Actually, I would claim (apparently in accord with many comments and answers to Sergeib's question ) that this is the default situation and that it is a rare event if a naturally occurring vector space does have a natural basis or even if it has any basis that can be described explicitly: the notorious $\mathbb Q \; -$ vector space $\mathbb R$ being the foremost example of this impossibility of exhibiting an explicit basis . Of course tautological examples like polynomial rings don't contradict this thesis, since they are defined as free vector spaces on some set!

In fact, the only example I can see without thinking twice of a natural vector space with a big natural non-tautological basis is the rational function field $k(X)$ seen as a $k$ - vector space .

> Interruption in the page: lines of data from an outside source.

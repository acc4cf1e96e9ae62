//! Retrieving transactions from a Firefly III ledger.

mod cache;
pub mod model;
mod transport;

pub use cache::{CachedTransport, DEFAULT_EXPIRE_AFTER};
pub use transport::{HttpTransport, LedgerSettings, Transport};

use crate::period::DateRange;
use crate::{Error, Result, Transaction, truncate_amount};
use chrono::DateTime;
use model::{AccountResource, Page, TransactionGroup};
use serde::de::DeserializeOwned;
use std::collections::BTreeMap;

pub struct LedgerClient<T> {
    base_url: String,
    transport: T,
}

impl<T: Transport> LedgerClient<T> {
    pub fn new(base_url: &str, transport: T) -> Self {
        LedgerClient {
            base_url: base_url.trim_end_matches('/').to_owned(),
            transport,
        }
    }

    /// Request every page of `endpoint`, concatenating the items in page order.
    fn fetch_all<R: DeserializeOwned>(
        &self,
        endpoint: &str,
        query: &[(&str, String)],
    ) -> Result<Vec<R>> {
        let url = format!("{}/{endpoint}", self.base_url);
        let mut items = Vec::new();
        let mut page: u32 = 1;

        loop {
            let mut params = query.to_vec();
            params.push(("page", page.to_string()));

            let body = self.transport.get(&url, &params)?;
            let response: Page<R> = serde_json::from_value(body)
                .map_err(|e| Error::protocol(endpoint, format!("page {page}: {e}")))?;
            tracing::debug!(
                "Fetched {endpoint} page {page}/{} with {} items",
                response.meta.pagination.total_pages,
                response.data.len()
            );
            items.extend(response.data);

            page += 1;
            if page > response.meta.pagination.total_pages {
                break;
            }
        }

        Ok(items)
    }

    pub fn accounts(&self) -> Result<Vec<AccountResource>> {
        self.fetch_all("accounts", &[])
    }

    /// Map from account display name to account id. The first account wins on duplicate names.
    pub fn account_ids(&self) -> Result<BTreeMap<String, String>> {
        let mut ids = BTreeMap::new();
        for account in self.accounts()? {
            ids.entry(account.attributes.name).or_insert(account.id);
        }
        Ok(ids)
    }

    /// Look up an account by its exact, case-sensitive name.
    pub fn account_id(&self, name: &str) -> Result<Option<String>> {
        let id = self
            .accounts()?
            .into_iter()
            .find(|account| account.attributes.name == name)
            .map(|account| account.id);
        Ok(id)
    }

    /// Transaction groups in `range`, optionally restricted to those whose first split draws
    /// from `account_id`.
    pub fn transaction_groups(
        &self,
        range: &DateRange,
        account_id: Option<&str>,
    ) -> Result<Vec<TransactionGroup>> {
        let groups: Vec<TransactionGroup> = self.fetch_all("transactions", &range.query())?;
        let Some(account_id) = account_id else {
            return Ok(groups);
        };

        let mut kept = Vec::with_capacity(groups.len());
        for group in groups {
            let split = first_split(&group)?;
            if split.source_id.as_deref() == Some(account_id) {
                kept.push(group);
            }
        }
        Ok(kept)
    }

    /// Transactions in `range` in canonical form.
    pub fn transactions(
        &self,
        range: &DateRange,
        account_id: Option<&str>,
    ) -> Result<Vec<Transaction>> {
        let transactions = self
            .transaction_groups(range, account_id)?
            .iter()
            .map(canonicalize)
            .collect::<Result<Vec<_>>>()?;
        tracing::info!(
            "Fetched {} ledger transactions between {} and {}",
            transactions.len(),
            range.start,
            range.end
        );
        Ok(transactions)
    }
}

fn first_split(group: &TransactionGroup) -> Result<&model::Split> {
    group.first_split().ok_or_else(|| {
        Error::protocol(
            "transactions",
            format!("transaction group {} has no splits", group.id),
        )
    })
}

fn split_amount(group: &TransactionGroup, amount: &str) -> Result<i64> {
    truncate_amount(amount).ok_or_else(|| {
        Error::protocol(
            "transactions",
            format!("transaction group {} has invalid amount '{amount}'", group.id),
        )
    })
}

/// Reduce a transaction group to a single transaction.
///
/// A titled group is a split transaction: its amount is the sum of the truncated split amounts and
/// its description is the title. Otherwise only the first split counts. The date always comes from
/// the first split.
fn canonicalize(group: &TransactionGroup) -> Result<Transaction> {
    let first = first_split(group)?;

    let (description, amount) = match group.title() {
        Some(title) => {
            let mut total: i64 = 0;
            for split in &group.attributes.transactions {
                total = total
                    .checked_add(split_amount(group, &split.amount)?)
                    .ok_or_else(|| {
                        Error::protocol(
                            "transactions",
                            format!("transaction group {} amounts overflow", group.id),
                        )
                    })?;
            }
            (title.to_owned(), total)
        }
        None => (first.description.clone(), split_amount(group, &first.amount)?),
    };

    let date = DateTime::parse_from_rfc3339(&first.date)
        .map_err(|e| {
            Error::protocol(
                "transactions",
                format!("transaction group {} has invalid date '{}': {e}", group.id, first.date),
            )
        })?
        .date_naive();

    Ok(Transaction::new(date, description, amount))
}
//! The subset of the Firefly III JSON API we consume.

use serde::Deserialize;

/// One page of a paginated listing.
#[derive(Debug, Deserialize)]
pub struct Page<T> {
    pub data: Vec<T>,
    pub meta: Meta,
}

#[derive(Debug, Deserialize)]
pub struct Meta {
    pub pagination: Pagination,
}

#[derive(Debug, Deserialize)]
pub struct Pagination {
    pub total_pages: u32,
}

#[derive(Debug, Clone, Deserialize)]
pub struct AccountResource {
    pub id: String,
    pub attributes: AccountAttributes,
}

#[derive(Debug, Clone, Deserialize)]
pub struct AccountAttributes {
    pub name: String,
}

/// A transaction group. Groups with more than one split carry a title.
#[derive(Debug, Clone, Deserialize)]
pub struct TransactionGroup {
    pub id: String,
    pub attributes: GroupAttributes,
}

#[derive(Debug, Clone, Deserialize)]
pub struct GroupAttributes {
    #[serde(default)]
    pub group_title: Option<String>,
    pub transactions: Vec<Split>,
}

/// A single leg of a transaction group.
#[derive(Debug, Clone, Deserialize)]
pub struct Split {
    #[serde(default)]
    pub source_id: Option<String>,
    /// Decimal string, e.g. `"1200.000000000000"`.
    pub amount: String,
    /// RFC 3339 timestamp.
    pub date: String,
    pub description: String,
}

impl TransactionGroup {
    pub fn first_split(&self) -> Option<&Split> {
        self.attributes.transactions.first()
    }

    /// The group title, if this is a split transaction.
    pub fn title(&self) -> Option<&str> {
        self.attributes
            .group_title
            .as_deref()
            .filter(|title| !title.is_empty())
    }
}
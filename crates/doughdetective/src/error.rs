use std::path::PathBuf;

pub type Result<T, E = Error> = std::result::Result<T, E>;

#[derive(Debug, thiserror::Error)]
pub enum Error {
    /// A statement row could not be turned into a transaction.
    #[error("malformed statement row at line {line}: {reason}")]
    MalformedRow { line: u64, reason: String },

    /// The ledger answered with a non-success status.
    #[error("ledger request to {url} failed with status {status}")]
    Transport {
        url: String,
        status: reqwest::StatusCode,
    },

    /// The ledger could not be reached at all.
    #[error("ledger request to {url} failed")]
    Request {
        url: String,
        #[source]
        source: reqwest::Error,
    },

    /// The ledger response lacked a field we rely on.
    #[error("unexpected ledger response from {endpoint}: {reason}")]
    Protocol { endpoint: String, reason: String },

    #[error("ledger has no account named '{0}'")]
    AccountNotFound(String),

    #[error("failed to read {}", .path.display())]
    Io {
        path: PathBuf,
        #[source]
        source: std::io::Error,
    },

    #[error(transparent)]
    Csv(#[from] csv::Error),
}

impl Error {
    pub(crate) fn malformed(line: u64, reason: impl Into<String>) -> Self {
        Error::MalformedRow {
            line,
            reason: reason.into(),
        }
    }

    pub(crate) fn protocol(endpoint: &str, reason: impl Into<String>) -> Self {
        Error::Protocol {
            endpoint: endpoint.to_owned(),
            reason: reason.into(),
        }
    }
}
use chrono::NaiveDate;
use rust_decimal::Decimal;
use rust_decimal::prelude::ToPrimitive as _;
use std::fmt;
use std::str::FromStr as _;

/// Textual date representation shared by statement and ledger transactions.
pub const DATE_FORMAT: &str = "%Y/%m/%d";

/// The normalized form both sources are reduced to before comparison.
#[derive(Debug, Clone, PartialEq, Eq)]
pub struct Transaction {
    pub date: NaiveDate,
    pub description: String,
    pub amount: i64,
}

impl Transaction {
    pub fn new(date: NaiveDate, description: impl Into<String>, amount: i64) -> Self {
        Transaction {
            date,
            description: description.into(),
            amount,
        }
    }
}

impl fmt::Display for Transaction {
    fn fmt(&self, f: &mut fmt::Formatter<'_>) -> fmt::Result {
        write!(
            f,
            "Date: {}, Amount: {}, Description: {}",
            self.date.format(DATE_FORMAT),
            self.amount,
            self.description
        )
    }
}

/// Parse a decimal amount and drop its fractional part.
///
/// This truncates toward zero, it never rounds: `"12.99"` is `12` and `"-12.99"` is `-12`.
/// Whitespace and `,` thousands separators are ignored.
pub fn truncate_amount(raw: &str) -> Option<i64> {
    let cleaned: String = raw.trim().chars().filter(|c| *c != ',').collect();
    let value = Decimal::from_str(&cleaned).ok()?;
    value.trunc().to_i64()
}
//! Finding statement transactions missing from the ledger and vice versa.

mod matching;

pub use matching::statement_matches_ledger;

use crate::Transaction;

/// How statement and ledger transactions are paired up.
#[derive(Debug, Clone, Copy, Default, PartialEq, Eq)]
pub enum MatchPolicy {
    /// Each direction is a separate greedy pass in which every transaction on the other side can
    /// be claimed once. Two identical statement rows need two ledger entries.
    #[default]
    Greedy,
    /// A transaction counts as present if any transaction on the other side matches it, so two
    /// identical statement rows are both satisfied by a single ledger entry.
    Existence,
}

#[derive(Debug, Default, PartialEq, Eq)]
pub struct Reconciliation {
    /// On the statement, but not in the ledger.
    pub missing_in_ledger: Vec<Transaction>,
    /// In the ledger, but not on the statement.
    pub missing_in_statement: Vec<Transaction>,
}

impl Reconciliation {
    pub fn is_empty(&self) -> bool {
        self.missing_in_ledger.is_empty() && self.missing_in_statement.is_empty()
    }
}

/// Compare both sides, reporting unmatched transactions in their original order.
pub fn reconcile(
    statement: &[Transaction],
    ledger: &[Transaction],
    policy: MatchPolicy,
) -> Reconciliation {
    let missing_in_ledger = unmatched(statement, ledger, policy, statement_matches_ledger);
    let missing_in_statement = unmatched(ledger, statement, policy, |l, s| {
        statement_matches_ledger(s, l)
    });

    tracing::debug!(
        "{} statement and {} ledger transactions left unmatched",
        missing_in_ledger.len(),
        missing_in_statement.len()
    );
    Reconciliation {
        missing_in_ledger,
        missing_in_statement,
    }
}

// PERF: O(items*others)
fn unmatched(
    items: &[Transaction],
    others: &[Transaction],
    policy: MatchPolicy,
    matches: impl Fn(&Transaction, &Transaction) -> bool,
) -> Vec<Transaction> {
    let mut claimed = vec![false; others.len()];
    let mut results = Vec::new();

    for item in items {
        let match_at = others
            .iter()
            .enumerate()
            .position(|(i, other)| !claimed[i] && matches(item, other));
        match match_at {
            Some(i) => {
                if policy == MatchPolicy::Greedy {
                    claimed[i] = true;
                }
            }
            None => results.push(item.clone()),
        }
    }

    results
}
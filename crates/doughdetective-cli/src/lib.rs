mod config;
mod show;

use std::path::{Path, PathBuf};

use anyhow::{Context as _, Result};
use clap::{CommandFactory as _, Parser};
use doughdetective::ledger::{CachedTransport, HttpTransport, LedgerClient, Transport};
use doughdetective::period::Month;
use doughdetective::reconcile::{self, MatchPolicy, Reconciliation};
use doughdetective::statement::read_statement;

use config::Config;

#[derive(Debug, Parser)]
#[command(
    name = "doughdetective",
    about = "Find transactions missing from a statement or from the Firefly III ledger"
)]
struct Args {
    /// Statement month in YYYYMM format, e.g. 202409
    date: Month,

    /// Name of your account, as configured under [formats]
    #[arg(short, long)]
    account: String,

    /// Config file path [default: doughdetective.toml or .doughdetective.toml]
    #[arg(short, long)]
    config: Option<PathBuf>,

    /// Count a transaction as present if any counterpart matches, even one already matched
    #[arg(long)]
    any_match: bool,

    /// Fail if the ledger has no matching account instead of comparing all transactions
    #[arg(long)]
    require_account: bool,

    /// Always query the ledger, bypassing the response cache
    #[arg(long)]
    no_cache: bool,
}

pub fn run(args: impl IntoIterator<Item = String>) -> Result<()> {
    let env_filter = tracing_subscriber::EnvFilter::try_from_default_env()
        .unwrap_or_else(|_| "doughdetective=info".into());
    tracing_subscriber::fmt()
        .with_env_filter(env_filter)
        .with_writer(std::io::stderr)
        .init();

    clap_complete::CompleteEnv::with_factory(Args::command).complete();

    let args = Args::parse_from(args);
    let (base_dir, config) = match &args.config {
        Some(path) => Config::load_from_file(path)?,
        None => Config::find_and_load()?
            .context("No doughdetective.toml found in the current directory")?,
    };
    let client = LedgerClient::new(&config.ledger.server, transport(&args, &base_dir, &config)?);
    let results = compare(&args, &base_dir, &config, &client)?;
    show::show_report(&results)?;

    Ok(())
}

/// Compare the statement of `args.account` for `args.date` with the ledger's transactions in the
/// same month. The statement is read before the ledger is queried.
fn compare<T: Transport>(
    args: &Args,
    base_dir: &Path,
    config: &Config,
    client: &LedgerClient<T>,
) -> Result<Reconciliation> {
    let format = config.format(&args.account)?;

    let csv_path = base_dir
        .join(&config.csv_dir)
        .join(format!("{}_{}.csv", args.date, args.account));
    let statement = read_statement(&csv_path, &format.statement)
        .with_context(|| format!("Failed to read statement {}", csv_path.display()))?;

    let ledger_account = format.ledger_account.as_deref().unwrap_or(&args.account);
    let account_id = match client.account_id(ledger_account)? {
        Some(id) => Some(id),
        None if args.require_account => {
            return Err(doughdetective::Error::AccountNotFound(ledger_account.to_owned()).into());
        }
        None => {
            tracing::warn!(
                "Ledger has no account named '{ledger_account}', comparing against all transactions"
            );
            None
        }
    };
    let ledger = client.transactions(&args.date.range(), account_id.as_deref())?;

    let policy = if args.any_match {
        MatchPolicy::Existence
    } else {
        MatchPolicy::Greedy
    };
    Ok(reconcile::reconcile(&statement, &ledger, policy))
}

fn transport(args: &Args, base_dir: &Path, config: &Config) -> Result<Box<dyn Transport>> {
    let http = HttpTransport::new(&config.ledger)?;
    if args.no_cache || !config.cache.enabled {
        return Ok(Box::new(http));
    }
    Ok(Box::new(CachedTransport::new(
        http,
        base_dir.join(&config.cache.dir),
        config.cache.expire_after(),
    )))
}
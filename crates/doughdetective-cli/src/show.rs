use std::io::{self, Write};

use anstyle::{AnsiColor, Color, Style};
use doughdetective::Transaction;
use doughdetective::reconcile::Reconciliation;

pub fn show_report(results: &Reconciliation) -> io::Result<()> {
    use std::io::IsTerminal as _;

    let stdout = io::stdout();
    let color = stdout.is_terminal();
    write_report(&mut stdout.lock(), results, color)
}

pub fn write_report(out: &mut impl Write, results: &Reconciliation, color: bool) -> io::Result<()> {
    let style = |style: Style| if color { style } else { Style::new() };
    let ledger_style = style(Style::new().fg_color(Some(Color::Ansi(AnsiColor::Yellow))));
    let statement_style = style(Style::new().fg_color(Some(Color::Ansi(AnsiColor::Green))));
    let bold = style(Style::new().bold());

    write_section(
        out,
        ledger_style,
        "Missing in ledger",
        &results.missing_in_ledger,
    )?;
    write_section(
        out,
        statement_style,
        "Missing in statement",
        &results.missing_in_statement,
    )?;

    // Summary
    if results.is_empty() {
        writeln!(out, "✓ All transactions match!")?;
    } else {
        writeln!(out, "{bold}━━━ Summary ━━━{bold:#}")?;
        let missing_in_ledger = results.missing_in_ledger.len();
        if missing_in_ledger > 0 {
            writeln!(
                out,
                "  {ledger_style}{missing_in_ledger}{ledger_style:#} transaction(s) missing in ledger"
            )?;
        }
        let missing_in_statement = results.missing_in_statement.len();
        if missing_in_statement > 0 {
            writeln!(
                out,
                "  {statement_style}{missing_in_statement}{statement_style:#} transaction(s) missing in statement"
            )?;
        }
    }

    Ok(())
}

fn write_section(
    out: &mut impl Write,
    style: Style,
    title: &str,
    transactions: &[Transaction],
) -> io::Result<()> {
    writeln!(out, "{style}━━━ {title} ━━━{style:#}")?;
    for transaction in transactions {
        writeln!(out, "{transaction}")?;
    }
    writeln!(out)
}
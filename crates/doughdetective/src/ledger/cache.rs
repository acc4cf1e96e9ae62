//! A response cache that can be layered over any [`Transport`].
//!
//! Entries are JSON files named after the SHA-256 of the request, stamped with the time they were
//! fetched. Errors are never cached, and a cache that cannot be read or written only costs a request.

use super::Transport;
use crate::Result;
use serde::{Deserialize, Serialize};
use serde_json::Value;
use sha2::{Digest as _, Sha256};
use std::path::{Path, PathBuf};
use std::time::Duration;

pub const DEFAULT_EXPIRE_AFTER: Duration = Duration::from_secs(60);

pub struct CachedTransport<T> {
    inner: T,
    dir: PathBuf,
    expire_after: Duration,
}

#[derive(Serialize, Deserialize)]
struct CacheEntry {
    /// Unix timestamp in seconds.
    fetched_at: i64,
    body: Value,
}

impl<T: Transport> CachedTransport<T> {
    pub fn new(inner: T, dir: impl Into<PathBuf>, expire_after: Duration) -> Self {
        CachedTransport {
            inner,
            dir: dir.into(),
            expire_after,
        }
    }

    pub fn into_inner(self) -> T {
        self.inner
    }

    fn entry_path(&self, url: &str, query: &[(&str, String)]) -> PathBuf {
        let mut hasher = Sha256::new();
        hasher.update(url.as_bytes());
        for (key, value) in query {
            hasher.update(b"\0");
            hasher.update(key.as_bytes());
            hasher.update(b"=");
            hasher.update(value.as_bytes());
        }
        self.dir.join(format!("{:x}.json", hasher.finalize()))
    }

    fn lookup(&self, path: &Path, now: i64) -> Option<Value> {
        let contents = std::fs::read(path).ok()?;
        let entry: CacheEntry = match serde_json::from_slice(&contents) {
            Ok(entry) => entry,
            Err(e) => {
                tracing::debug!("Ignoring unreadable cache entry {}: {e}", path.display());
                return None;
            }
        };
        let age = u64::try_from(now - entry.fetched_at).ok()?;
        (age < self.expire_after.as_secs()).then_some(entry.body)
    }

    fn store(&self, path: &Path, body: &Value, now: i64) {
        let entry = CacheEntry {
            fetched_at: now,
            body: body.clone(),
        };
        let result = std::fs::create_dir_all(&self.dir).and_then(|()| {
            let contents = serde_json::to_vec(&entry)?;
            std::fs::write(path, contents)
        });
        if let Err(e) = result {
            tracing::debug!("Failed to write cache entry {}: {e}", path.display());
        }
    }
}

impl<T: Transport> Transport for CachedTransport<T> {
    fn get(&self, url: &str, query: &[(&str, String)]) -> Result<Value> {
        let path = self.entry_path(url, query);
        let now = chrono::Utc::now().timestamp();

        if let Some(body) = self.lookup(&path, now) {
            tracing::debug!("Cache hit for {url} {query:?}");
            return Ok(body);
        }

        let body = self.inner.get(url, query)?;
        self.store(&path, &body, now);
        Ok(body)
    }
}

#[cfg(test)]
mod tests {
    use super::*;
    use crate::Error;
    use serde_json::json;
    use std::cell::Cell;

    struct Counting {
        calls: Cell<usize>,
        fail: bool,
    }

    impl Counting {
        fn new(fail: bool) -> Self {
            Counting {
                calls: Cell::new(0),
                fail,
            }
        }
    }

    impl Transport for Counting {
        fn get(&self, url: &str, query: &[(&str, String)]) -> Result<Value> {
            self.calls.set(self.calls.get() + 1);
            if self.fail {
                return Err(Error::Transport {
                    url: url.to_owned(),
                    status: reqwest::StatusCode::INTERNAL_SERVER_ERROR,
                });
            }
            Ok(json!({ "url": url, "page": query.last().map(|(_, v)| v.clone()) }))
        }
    }

    fn cache_dir(name: &str) -> PathBuf {
        let dir = std::env::temp_dir().join(format!(
            "doughdetective-cache-{name}-{}",
            std::process::id()
        ));
        let _ = std::fs::remove_dir_all(&dir);
        dir
    }

    #[test]
    fn second_request_is_served_from_cache() {
        let dir = cache_dir("hit");
        let cache = CachedTransport::new(Counting::new(false), &dir, DEFAULT_EXPIRE_AFTER);
        let query = [("page", "1".to_string())];

        let first = cache.get("https://ledger/api/v1/accounts", &query).unwrap();
        let second = cache.get("https://ledger/api/v1/accounts", &query).unwrap();
        assert_eq!(first, second);
        assert_eq!(cache.into_inner().calls.get(), 1);

        let _ = std::fs::remove_dir_all(&dir);
    }

    #[test]
    fn different_query_is_a_different_entry() {
        let dir = cache_dir("query");
        let cache = CachedTransport::new(Counting::new(false), &dir, DEFAULT_EXPIRE_AFTER);

        let first = cache.get("https://ledger/api/v1/accounts", &[("page", "1".to_string())]).unwrap();
        let second = cache.get("https://ledger/api/v1/accounts", &[("page", "2".to_string())]).unwrap();
        assert_ne!(first, second);
        assert_eq!(cache.into_inner().calls.get(), 2);

        let _ = std::fs::remove_dir_all(&dir);
    }

    #[test]
    fn expired_entries_are_refetched() {
        let dir = cache_dir("expired");
        let cache = CachedTransport::new(Counting::new(false), &dir, Duration::ZERO);

        cache.get("https://ledger/api/v1/accounts", &[]).unwrap();
        cache.get("https://ledger/api/v1/accounts", &[]).unwrap();
        assert_eq!(cache.into_inner().calls.get(), 2);

        let _ = std::fs::remove_dir_all(&dir);
    }

    #[test]
    fn errors_are_not_cached() {
        let dir = cache_dir("errors");
        let cache = CachedTransport::new(Counting::new(true), &dir, DEFAULT_EXPIRE_AFTER);

        assert!(cache.get("https://ledger/api/v1/accounts", &[]).is_err());
        assert!(cache.get("https://ledger/api/v1/accounts", &[]).is_err());
        assert_eq!(cache.into_inner().calls.get(), 2);
        assert!(!dir.exists());
    }

    #[test]
    fn corrupt_entry_is_a_miss() {
        let dir = cache_dir("corrupt");
        let cache = CachedTransport::new(Counting::new(false), &dir, DEFAULT_EXPIRE_AFTER);
        let path = cache.entry_path("https://ledger/api/v1/accounts", &[]);
        std::fs::create_dir_all(&dir).unwrap();
        std::fs::write(&path, b"not json").unwrap();

        cache.get("https://ledger/api/v1/accounts", &[]).unwrap();
        assert_eq!(cache.into_inner().calls.get(), 1);

        let _ = std::fs::remove_dir_all(&dir);
    }
}
use crate::{Error, Result};
use reqwest::blocking::Client;
use reqwest::header::ACCEPT;
use serde::Deserialize;
use serde_json::Value;

/// Performs a single authenticated GET against the ledger and returns the decoded JSON body.
pub trait Transport {
    fn get(&self, url: &str, query: &[(&str, String)]) -> Result<Value>;
}

impl<T: Transport + ?Sized> Transport for &T {
    fn get(&self, url: &str, query: &[(&str, String)]) -> Result<Value> {
        (**self).get(url, query)
    }
}

impl<T: Transport + ?Sized> Transport for Box<T> {
    fn get(&self, url: &str, query: &[(&str, String)]) -> Result<Value> {
        (**self).get(url, query)
    }
}

/// Where the ledger lives and how to authenticate against it.
#[derive(Debug, Clone, Deserialize)]
#[serde(deny_unknown_fields)]
pub struct LedgerSettings {
    /// API base, e.g. `https://firefly.example.com/api/v1`.
    pub server: String,
    /// Personal access token.
    pub token: String,
    /// Skip certificate validation, for self-signed ledger instances.
    #[serde(default)]
    pub accept_invalid_certs: bool,
}

pub struct HttpTransport {
    client: Client,
    token: String,
}

impl HttpTransport {
    /// The client is dedicated to the ledger, so relaxed TLS never applies to other hosts.
    pub fn new(settings: &LedgerSettings) -> Result<Self> {
        if settings.accept_invalid_certs {
            tracing::warn!(
                "Certificate validation is disabled for {}",
                settings.server
            );
        }
        let client = Client::builder()
            .danger_accept_invalid_certs(settings.accept_invalid_certs)
            .build()
            .map_err(|source| Error::Request {
                url: settings.server.clone(),
                source,
            })?;

        Ok(HttpTransport {
            client,
            token: settings.token.clone(),
        })
    }
}

impl Transport for HttpTransport {
    fn get(&self, url: &str, query: &[(&str, String)]) -> Result<Value> {
        tracing::debug!("GET {url} {query:?}");
        let response = self
            .client
            .get(url)
            .query(query)
            .bearer_auth(&self.token)
            .header(ACCEPT, "application/json")
            .send()
            .map_err(|source| Error::Request {
                url: url.to_owned(),
                source,
            })?;

        let status = response.status();
        if !status.is_success() {
            return Err(Error::Transport {
                url: url.to_owned(),
                status,
            });
        }

        response
            .json()
            .map_err(|e| Error::protocol(url, format!("body is not JSON: {e}")))
    }
}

Namely, consider a field $k$ and the set of monic polynomials $f_i(X) \; (i \in I)$ irreducible over $k$. Then $k(X)$ has the following $k$ - basis:

the mononomials $X^k (k\in \mathbb N) $ and the rational fractions $\frac{X^m}{f_i(X)^s}$ (with $i\in I,\; s>0$ and $ m< deg f_i $ )

In particular this natural basis is non denumerable if $k$ is non denumerable..

Question Which other vector spaces do you know for which some (preferably big) explicit basis can be given, but which are not clearly constructed as free vector spaces over a set?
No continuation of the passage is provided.